■ Work instruction ■
From the entries, return every line where the string "payload" shows up.

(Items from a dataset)
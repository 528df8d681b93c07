//! Key codec: encoding, sizing and ordering of index keys.
//!
//! Three key types are supported:
//!
//! ```text
//! Int      4 bytes   i32, little-endian
//! Real     4 bytes   f32, little-endian
//! VarChar  4 + n     u32 payload length (little-endian) + n raw bytes
//! ```
//!
//! The tree stores and compares keys in this encoded form. Ordering is
//! numeric for `Int`, `f32::total_cmp` for `Real`, and lexicographic on the
//! payload (length prefix excluded) for `VarChar`. `-0.0` is stored and
//! compared as `0.0`, so both zeros are one key.

use std::cmp::Ordering;
use std::fmt;

use crate::common::config::MAX_KEY_SIZE;
use crate::common::{Error, Result};

/// Size of the VarChar length prefix.
const LENGTH_PREFIX: usize = 4;

/// Type of the keys held by an index file.
///
/// Fixed when the first entry is inserted and stored in the meta page.
#[repr(u8)]
#[derive(Debug, Clone, Copy, PartialEq, Eq, Hash)]
pub enum KeyType {
    Int = 0,
    Real = 1,
    VarChar = 2,
}

impl KeyType {
    /// Convert from u8, returning None for unknown values.
    pub fn from_u8(value: u8) -> Option<Self> {
        match value {
            0 => Some(KeyType::Int),
            1 => Some(KeyType::Real),
            2 => Some(KeyType::VarChar),
            _ => None,
        }
    }

    /// Encoded size of fixed-width types.
    pub fn fixed_size(self) -> Option<usize> {
        match self {
            KeyType::Int | KeyType::Real => Some(4),
            KeyType::VarChar => None,
        }
    }
}

impl fmt::Display for KeyType {
    fn fmt(&self, f: &mut fmt::Formatter<'_>) -> fmt::Result {
        match self {
            KeyType::Int => write!(f, "int"),
            KeyType::Real => write!(f, "real"),
            KeyType::VarChar => write!(f, "varchar"),
        }
    }
}

/// An owned, typed key value.
///
/// # Example
/// ```
/// use ixdb::{Key, KeyType};
///
/// let key = Key::varchar("apple");
/// assert_eq!(key.key_type(), KeyType::VarChar);
///
/// let bytes = key.encode();
/// assert_eq!(&bytes[..4], &5u32.to_le_bytes());
/// assert_eq!(Key::decode(KeyType::VarChar, &bytes).unwrap(), key);
/// ```
#[derive(Debug, Clone, PartialEq)]
pub enum Key {
    Int(i32),
    Real(f32),
    VarChar(Vec<u8>),
}

impl Key {
    /// Build a VarChar key from any byte-like value.
    pub fn varchar(value: impl AsRef<[u8]>) -> Self {
        Key::VarChar(value.as_ref().to_vec())
    }

    pub fn key_type(&self) -> KeyType {
        match self {
            Key::Int(_) => KeyType::Int,
            Key::Real(_) => KeyType::Real,
            Key::VarChar(_) => KeyType::VarChar,
        }
    }

    /// Encode into the on-page form.
    pub fn encode(&self) -> Vec<u8> {
        match self {
            Key::Int(v) => v.to_le_bytes().to_vec(),
            Key::Real(v) => unsigned_zero(*v).to_le_bytes().to_vec(),
            Key::VarChar(payload) => {
                let mut bytes = Vec::with_capacity(LENGTH_PREFIX + payload.len());
                bytes.extend_from_slice(&(payload.len() as u32).to_le_bytes());
                bytes.extend_from_slice(payload);
                bytes
            }
        }
    }

    /// Decode an on-page key of the given type.
    ///
    /// # Errors
    /// Returns `Error::InvalidKey` if `bytes` is shorter than the encoding
    /// requires.
    pub fn decode(key_type: KeyType, bytes: &[u8]) -> Result<Self> {
        let size = encoded_size(key_type, bytes)?;
        let bytes = &bytes[..size];

        Ok(match key_type {
            KeyType::Int => Key::Int(i32::from_le_bytes(word(bytes))),
            KeyType::Real => Key::Real(f32::from_le_bytes(word(bytes))),
            KeyType::VarChar => Key::VarChar(bytes[LENGTH_PREFIX..].to_vec()),
        })
    }

    /// Encode, rejecting keys of the wrong type or above `MAX_KEY_SIZE`.
    pub(crate) fn encode_checked(&self, key_type: KeyType) -> Result<Vec<u8>> {
        if self.key_type() != key_type {
            return Err(Error::TypeMismatch {
                expected: key_type,
                found: self.key_type(),
            });
        }

        let bytes = self.encode();
        if bytes.len() > MAX_KEY_SIZE {
            return Err(Error::KeyTooLarge {
                size: bytes.len(),
                max: MAX_KEY_SIZE,
            });
        }
        Ok(bytes)
    }
}

impl fmt::Display for Key {
    fn fmt(&self, f: &mut fmt::Formatter<'_>) -> fmt::Result {
        match self {
            Key::Int(v) => write!(f, "{}", v),
            Key::Real(v) => write!(f, "{}", v),
            Key::VarChar(payload) => write!(f, "{}", String::from_utf8_lossy(payload)),
        }
    }
}

/// Encoded size of a key, read from its bytes.
///
/// # Errors
/// Returns `Error::InvalidKey` if `bytes` is too short for the type (or,
/// for VarChar, for the length its prefix announces).
pub fn encoded_size(key_type: KeyType, bytes: &[u8]) -> Result<usize> {
    let size = match key_type.fixed_size() {
        Some(size) => size,
        None => {
            if bytes.len() < LENGTH_PREFIX {
                return Err(Error::InvalidKey {
                    key_type,
                    reason: "missing length prefix",
                });
            }
            LENGTH_PREFIX + u32::from_le_bytes(word(bytes)) as usize
        }
    };

    if bytes.len() < size {
        return Err(Error::InvalidKey {
            key_type,
            reason: "truncated key",
        });
    }
    Ok(size)
}

/// Compare two encoded keys of the same type.
///
/// Malformed input never panics: missing bytes compare as zero.
pub fn compare(key_type: KeyType, a: &[u8], b: &[u8]) -> Ordering {
    match key_type {
        KeyType::Int => i32::from_le_bytes(word(a)).cmp(&i32::from_le_bytes(word(b))),
        KeyType::Real => unsigned_zero(f32::from_le_bytes(word(a)))
            .total_cmp(&unsigned_zero(f32::from_le_bytes(word(b)))),
        KeyType::VarChar => payload(a).cmp(payload(b)),
    }
}

/// Fold `-0.0` into `0.0`; NaN and every other value pass through.
#[inline]
fn unsigned_zero(v: f32) -> f32 {
    if v == 0.0 {
        0.0
    } else {
        v
    }
}

/// First four bytes, zero-padded.
#[inline]
fn word(bytes: &[u8]) -> [u8; 4] {
    let mut out = [0u8; 4];
    let n = bytes.len().min(4);
    out[..n].copy_from_slice(&bytes[..n]);
    out
}

fn payload(bytes: &[u8]) -> &[u8] {
    if bytes.len() < LENGTH_PREFIX {
        return &[];
    }
    let len = u32::from_le_bytes(word(bytes)) as usize;
    let end = (LENGTH_PREFIX + len).min(bytes.len());
    &bytes[LENGTH_PREFIX..end]
}

#[cfg(test)]
mod tests {
    use super::*;

    #[test]
    fn test_key_type_from_u8() {
        assert_eq!(KeyType::from_u8(0), Some(KeyType::Int));
        assert_eq!(KeyType::from_u8(1), Some(KeyType::Real));
        assert_eq!(KeyType::from_u8(2), Some(KeyType::VarChar));
        assert_eq!(KeyType::from_u8(3), None);
    }

    #[test]
    fn test_fixed_sizes() {
        assert_eq!(encoded_size(KeyType::Int, &Key::Int(-9).encode()).unwrap(), 4);
        assert_eq!(encoded_size(KeyType::Real, &Key::Real(1.5).encode()).unwrap(), 4);
    }

    #[test]
    fn test_varchar_size_includes_prefix() {
        let bytes = Key::varchar("hello").encode();
        assert_eq!(bytes.len(), 9);
        assert_eq!(encoded_size(KeyType::VarChar, &bytes).unwrap(), 9);

        // Trailing garbage is not part of the key
        let mut padded = bytes.clone();
        padded.extend_from_slice(&[0xEE; 3]);
        assert_eq!(encoded_size(KeyType::VarChar, &padded).unwrap(), 9);
    }

    #[test]
    fn test_truncated_keys_rejected() {
        assert!(matches!(
            encoded_size(KeyType::Int, &[1, 2]),
            Err(Error::InvalidKey { .. })
        ));
        assert!(encoded_size(KeyType::VarChar, &[1]).is_err());
        // Prefix claims 10 bytes, only 2 present
        assert!(encoded_size(KeyType::VarChar, &[10, 0, 0, 0, b'a', b'b']).is_err());
    }

    #[test]
    fn test_int_compare_is_numeric() {
        let a = Key::Int(-5).encode();
        let b = Key::Int(3).encode();
        let c = Key::Int(300).encode();

        assert_eq!(compare(KeyType::Int, &a, &b), Ordering::Less);
        assert_eq!(compare(KeyType::Int, &c, &b), Ordering::Greater);
        assert_eq!(compare(KeyType::Int, &b, &b), Ordering::Equal);
    }

    #[test]
    fn test_real_compare_is_total() {
        let neg = Key::Real(-1.25).encode();
        let zero = Key::Real(0.0).encode();
        let pos = Key::Real(2.5).encode();
        let nan = Key::Real(f32::NAN).encode();

        assert_eq!(compare(KeyType::Real, &neg, &zero), Ordering::Less);
        assert_eq!(compare(KeyType::Real, &pos, &zero), Ordering::Greater);
        assert_eq!(compare(KeyType::Real, &nan, &nan), Ordering::Equal);
        assert_eq!(compare(KeyType::Real, &nan, &pos), Ordering::Greater);
    }

    #[test]
    fn test_real_signed_zeros_are_one_key() {
        let neg_zero = Key::Real(-0.0).encode();
        let zero = Key::Real(0.0).encode();

        assert_eq!(neg_zero, zero);
        assert_eq!(compare(KeyType::Real, &neg_zero, &zero), Ordering::Equal);

        // Bytes of -0.0 written by hand still compare equal to 0.0
        let raw_neg_zero = (-0.0f32).to_le_bytes();
        assert_eq!(compare(KeyType::Real, &raw_neg_zero, &zero), Ordering::Equal);
        assert_eq!(
            compare(KeyType::Real, &Key::Real(-1e-30).encode(), &raw_neg_zero),
            Ordering::Less
        );

        match Key::decode(KeyType::Real, &neg_zero).unwrap() {
            Key::Real(v) => assert!(v == 0.0 && v.is_sign_positive()),
            other => panic!("Expected Real, got {:?}", other),
        }
    }

    #[test]
    fn test_varchar_compare_ignores_length_prefix() {
        let short = Key::varchar("b").encode();
        let long = Key::varchar("abcdef").encode();
        let prefix = Key::varchar("ab").encode();

        // "b" > "abcdef" even though its length prefix is smaller
        assert_eq!(compare(KeyType::VarChar, &short, &long), Ordering::Greater);
        assert_eq!(compare(KeyType::VarChar, &prefix, &long), Ordering::Less);
        assert_eq!(compare(KeyType::VarChar, &long, &long), Ordering::Equal);
    }

    #[test]
    fn test_decode_roundtrip_per_type() {
        for key in [Key::Int(i32::MIN), Key::Real(-0.5), Key::varchar("zebra")] {
            let decoded = Key::decode(key.key_type(), &key.encode()).unwrap();
            assert_eq!(decoded, key);
        }
    }

    #[test]
    fn test_encode_checked() {
        assert!(matches!(
            Key::Int(1).encode_checked(KeyType::VarChar),
            Err(Error::TypeMismatch {
                expected: KeyType::VarChar,
                found: KeyType::Int
            })
        ));

        let huge = Key::VarChar(vec![b'x'; MAX_KEY_SIZE]);
        assert!(matches!(
            huge.encode_checked(KeyType::VarChar),
            Err(Error::KeyTooLarge { .. })
        ));

        let fits = Key::VarChar(vec![b'x'; MAX_KEY_SIZE - 4]);
        assert_eq!(
            fits.encode_checked(KeyType::VarChar).unwrap().len(),
            MAX_KEY_SIZE
        );
    }

    #[test]
    fn test_key_display() {
        assert_eq!(Key::Int(42).to_string(), "42");
        assert_eq!(Key::Real(1.5).to_string(), "1.5");
        assert_eq!(Key::varchar("abc").to_string(), "abc");
    }
}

■ Solution to this exercise ■
//! VarChar  4 + n     u32 payload length (little-endian) + n raw bytes
//! payload (length prefix excluded) for `VarChar`. `-0.0` is stored and
            Key::VarChar(payload) => {
                let mut bytes = Vec::with_capacity(LENGTH_PREFIX + payload.len());
                bytes.extend_from_slice(&(payload.len() as u32).to_le_bytes());
                bytes.extend_from_slice(payload);
            Key::VarChar(payload) => write!(f, "{}", String::from_utf8_lossy(payload)),
        KeyType::VarChar => payload(a).cmp(payload(b)),
fn payload(bytes: &[u8]) -> &[u8] {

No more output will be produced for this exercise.